Thomas est amoureux/Pierre Paul Renders : N'ajustez pas votre appareil…
Cinéma

Thomas est amoureux/Pierre Paul Renders : N’ajustez pas votre appareil…

Par une grammaire visuelle piquée au monde technologique, à travers la lorgnette de l’ordinateur, PIERRE PAUL RENDERS réussit une histoire d’amour émouvante et sincère, et une critique sociale qui n’a rien de futuriste…

Tout sage dans son fauteuil, Pierre Paul Renders a plus l’air d’un fils de bonne famille féru d’informatique ou d’un as du marketing que du réalisateur de Thomas est amoureux, une réflexion sur l’image et sur notre société, à la fois charmante et dérangeante, triste et coquine. Mais à bien y regarder, ce Belge est plutôt un fantaisiste doublé d’un philosophe: une déformation étudiante, selon son C.V. Et il a du talent.
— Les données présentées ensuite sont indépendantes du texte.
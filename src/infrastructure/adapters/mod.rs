mod logger;
mod tcp;

pub use logger::{init_logger, syslog_receiver};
À l’heure des nouvelles technologies qui se fondent plus aisément que prévu dans le cinéma traditionnel, un film comme Thomas est amoureux vient soulever des lièvres autrement plus passionnants. Dans le réseau de plus en plus complexe et déshumanisé de la communication, la société a du mal à trouver ses repères. On pourrait même dire qu’elle dérive parfois. De ce maelström orwellien, Renders tire une petite fable qui a le mérite d’aller au bout de son idée et de le faire avec émotion et vivacité; ce qui lui a valu plusieurs prix dont celui de la FIPRESCI à Venise. Thomas (Benoît Verhaert) a 32 ans, il souffre d’agoraphobie aiguë et n’est pas sorti de chez lui depuis huit ans. Toutes ses relations avec le monde extérieur se font par l’intermédiaire de l’ordinateur. On vient lui livrer sa bouffe à travers un sas qui lui sert de porte d’appartement; sa vie est gérée par un assureur (Alexandre Von Sivers); sa maman (Micheline Hardy) lui souffle ses bougies d’anniversaire en direct; et son psy (Frédéric Topart), un rien découragé, l’a abonné à un club de rencontre. Colère de Thomas, mais curiosité aussi, puisque ses relations cybersexuées avec Clara, une bimbo virtuelle, commencent à l’ennuyer. Thomas se retrouve soudainement face à de vraies femmes: Mélodie (Magali Pinglault), puis Eva (Aylin Yay), qui aimeraient une vraie rencontre. Et, comble de malheur, il tombe amoureux…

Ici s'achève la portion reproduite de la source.